*The task:* Can you print every record below exactly as written?
- Opening Delimiter -
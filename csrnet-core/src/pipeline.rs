//! End-to-end orchestration of a single upload.
//!
//! Each run moves linearly through validation, decoding, preprocessing,
//! inference, and rendering. There is no stage re-entry and no internal
//! retry: a failed run surfaces a [`PipelineError`] and the caller may
//! resubmit a fresh request.

use std::sync::Arc;

use anyhow::Context;
use log::debug;

use csrnet_utils::config::AppSettings;
use csrnet_utils::encode::{encode_rgb_png, png_to_base64};
use csrnet_utils::telemetry::timing_guard;

use crate::error::{PipelineError, Stage};
use crate::heatmap::{self, HeatmapConfig};
use crate::preprocess::{PreprocessConfig, decode_upload, preprocess_dynamic_image};
use crate::provider::{ModelProvider, ModelSources};
use crate::upload::{MAX_UPLOAD_BYTES, UploadCandidate, validate_with_limit};

/// The artifact handed back to the presentation layer after a completed run.
#[derive(Debug, Clone)]
pub struct InferenceResult {
    count: f64,
    heatmap_png: Vec<u8>,
    source_png: Vec<u8>,
    fallback: bool,
}

impl InferenceResult {
    /// The exact real-valued crowd count, the sum of the density map.
    pub fn count(&self) -> f64 {
        self.count
    }

    /// The count rounded to the nearest integer for display.
    pub fn rounded_count(&self) -> u64 {
        self.count.round().max(0.0) as u64
    }

    /// The rendered heatmap overlay as PNG bytes.
    pub fn heatmap_png(&self) -> &[u8] {
        &self.heatmap_png
    }

    /// The decoded original, re-encoded as PNG.
    pub fn source_png(&self) -> &[u8] {
        &self.source_png
    }

    /// The heatmap as a base64 string for direct embedding in a response.
    pub fn heatmap_base64(&self) -> String {
        png_to_base64(&self.heatmap_png)
    }

    /// The source image as a base64 string.
    pub fn source_base64(&self) -> String {
        png_to_base64(&self.source_png)
    }

    /// Whether the stub predictor produced this result.
    pub fn used_fallback(&self) -> bool {
        self.fallback
    }
}

/// Sequences the pipeline components and converts their failures into the
/// uniform [`PipelineError`] outcome.
#[derive(Debug)]
pub struct CrowdPipeline {
    provider: Arc<ModelProvider>,
    preprocess: PreprocessConfig,
    heatmap: HeatmapConfig,
    upload_limit: u64,
}

impl CrowdPipeline {
    pub fn new(
        provider: Arc<ModelProvider>,
        preprocess: PreprocessConfig,
        heatmap: HeatmapConfig,
    ) -> Self {
        Self {
            provider,
            preprocess,
            heatmap,
            upload_limit: MAX_UPLOAD_BYTES,
        }
    }

    /// Build a pipeline (and its provider) from application settings.
    ///
    /// The settings' upload ceiling replaces the built-in default.
    pub fn from_settings(settings: &AppSettings) -> Self {
        let preprocess: PreprocessConfig = settings.input.into();
        let provider = Arc::new(ModelProvider::new(ModelSources {
            model_path: settings.resolved_model_path(),
            input_size: preprocess.input_size,
        }));
        Self {
            upload_limit: settings.upload.max_bytes,
            ..Self::new(provider, preprocess, settings.heatmap.into())
        }
    }

    /// The shared model provider backing this pipeline.
    pub fn provider(&self) -> &Arc<ModelProvider> {
        &self.provider
    }

    /// Process one upload from raw bytes to count plus heatmap.
    pub fn run(&self, candidate: &UploadCandidate) -> Result<InferenceResult, PipelineError> {
        let _guard = timing_guard("csrnet_core::pipeline_run", log::Level::Debug);
        debug!("{}: {}", Stage::Received.as_str(), candidate.filename);

        validate_with_limit(candidate, self.upload_limit)?;
        debug!("{}: {}", Stage::Validated.as_str(), candidate.filename);

        let original =
            decode_upload(&candidate.bytes).map_err(|source| PipelineError::Decode { source })?;
        let prep = preprocess_dynamic_image(&original, &self.preprocess)
            .map_err(|source| PipelineError::Inference { source })?;
        debug!(
            "{}: {} ({}x{} -> {}x{})",
            Stage::Preprocessed.as_str(),
            candidate.filename,
            prep.original_size.0,
            prep.original_size.1,
            self.preprocess.input_size.width,
            self.preprocess.input_size.height
        );

        let map = self
            .provider
            .predict(&prep)
            .map_err(|source| PipelineError::Inference { source })?;
        let count = map.sum();
        debug!(
            "{}: {} (count {:.2})",
            Stage::Inferred.as_str(),
            candidate.filename,
            count
        );

        let heatmap_png = heatmap::render_png(&map, &original, &self.heatmap)
            .map_err(|source| PipelineError::Render { source })?;
        let source_png = encode_rgb_png(&original.to_rgb8())
            .context("failed to re-encode source image")
            .map_err(|source| PipelineError::Render { source })?;
        debug!("{}: {}", Stage::Rendered.as_str(), candidate.filename);

        debug!("{}: {}", Stage::Completed.as_str(), candidate.filename);
        Ok(InferenceResult {
            count,
            heatmap_png,
            source_png,
            fallback: self.provider.is_fallback(),
        })
    }
}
- Closing Delimiter -
*Task result:*
filename csrnet-core/src/pipeline.rs
//! End-to-end orchestration of a single upload.
//!
//! Each run moves linearly through validation, decoding, preprocessing,
//! inference, and rendering. There is no stage re-entry and no internal
//! retry: a failed run surfaces a [`PipelineError`] and the caller may
//! resubmit a fresh request.

use std::sync::Arc;

use anyhow::Context;
use log::debug;

use csrnet_utils::config::AppSettings;
use csrnet_utils::encode::{encode_rgb_png, png_to_base64};
use csrnet_utils::telemetry::timing_guard;

use crate::error::{PipelineError, Stage};
use crate::heatmap::{self, HeatmapConfig};
use crate::preprocess::{PreprocessConfig, decode_upload, preprocess_dynamic_image};
use crate::provider::{ModelProvider, ModelSources};
use crate::upload::{MAX_UPLOAD_BYTES, UploadCandidate, validate_with_limit};

/// The artifact handed back to the presentation layer after a completed run.
#[derive(Debug, Clone)]
pub struct InferenceResult {
    count: f64,
    heatmap_png: Vec<u8>,
    source_png: Vec<u8>,
    fallback: bool,
}

impl InferenceResult {
    /// The exact real-valued crowd count, the sum of the density map.
    pub fn count(&self) -> f64 {
        self.count
    }

    /// The count rounded to the nearest integer for display.
    pub fn rounded_count(&self) -> u64 {
        self.count.round().max(0.0) as u64
    }

    /// The rendered heatmap overlay as PNG bytes.
    pub fn heatmap_png(&self) -> &[u8] {
        &self.heatmap_png
    }

    /// The decoded original, re-encoded as PNG.
    pub fn source_png(&self) -> &[u8] {
        &self.source_png
    }

    /// The heatmap as a base64 string for direct embedding in a response.
    pub fn heatmap_base64(&self) -> String {
        png_to_base64(&self.heatmap_png)
    }

    /// The source image as a base64 string.
    pub fn source_base64(&self) -> String {
        png_to_base64(&self.source_png)
    }

    /// Whether the stub predictor produced this result.
    pub fn used_fallback(&self) -> bool {
        self.fallback
    }
}

/// Sequences the pipeline components and converts their failures into the
/// uniform [`PipelineError`] outcome.
#[derive(Debug)]
pub struct CrowdPipeline {
    provider: Arc<ModelProvider>,
    preprocess: PreprocessConfig,
    heatmap: HeatmapConfig,
    upload_limit: u64,
}

impl CrowdPipeline {
    pub fn new(
        provider: Arc<ModelProvider>,
        preprocess: PreprocessConfig,
        heatmap: HeatmapConfig,
    ) -> Self {
        Self {
            provider,
            preprocess,
            heatmap,
            upload_limit: MAX_UPLOAD_BYTES,
        }
    }

    /// Build a pipeline (and its provider) from application settings.
    ///
    /// The settings' upload ceiling replaces the built-in default.
    pub fn from_settings(settings: &AppSettings) -> Self {
        let preprocess: PreprocessConfig = settings.input.into();
        let provider = Arc::new(ModelProvider::new(ModelSources {
            model_path: settings.resolved_model_path(),
            input_size: preprocess.input_size,
        }));
        Self {
            upload_limit: settings.upload.max_bytes,
            ..Self::new(provider, preprocess, settings.heatmap.into())
        }
    }

    /// The shared model provider backing this pipeline.
    pub fn provider(&self) -> &Arc<ModelProvider> {
        &self.provider
    }

    /// Process one upload from raw bytes to count plus heatmap.
    pub fn run(&self, candidate: &UploadCandidate) -> Result<InferenceResult, PipelineError> {
        let _guard = timing_guard("csrnet_core::pipeline_run", log::Level::Debug);
        debug!("{}: {}", Stage::Received.as_str(), candidate.filename);

        validate_with_limit(candidate, self.upload_limit)?;
        debug!("{}: {}", Stage::Validated.as_str(), candidate.filename);

        let original =
            decode_upload(&candidate.bytes).map_err(|source| PipelineError::Decode { source })?;
        let prep = preprocess_dynamic_image(&original, &self.preprocess)
            .map_err(|source| PipelineError::Inference { source })?;
        debug!(
            "{}: {} ({}x{} -> {}x{})",
            Stage::Preprocessed.as_str(),
            candidate.filename,
            prep.original_size.0,
            prep.original_size.1,
            self.preprocess.input_size.width,
            self.preprocess.input_size.height
        );

        let map = self
            .provider
            .predict(&prep)
            .map_err(|source| PipelineError::Inference { source })?;
        let count = map.sum();
        debug!(
            "{}: {} (count {:.2})",
            Stage::Inferred.as_str(),
            candidate.filename,
            count
        );

        let heatmap_png = heatmap::render_png(&map, &original, &self.heatmap)
            .map_err(|source| PipelineError::Render { source })?;
        let source_png = encode_rgb_png(&original.to_rgb8())
            .context("failed to re-encode source image")
            .map_err(|source| PipelineError::Render { source })?;
        debug!("{}: {}", Stage::Rendered.as_str(), candidate.filename);

        debug!("{}: {}", Stage::Completed.as_str(), candidate.filename);
        Ok(InferenceResult {
            count,
            heatmap_png,
            source_png,
            fallback: self.provider.is_fallback(),
        })
    }
}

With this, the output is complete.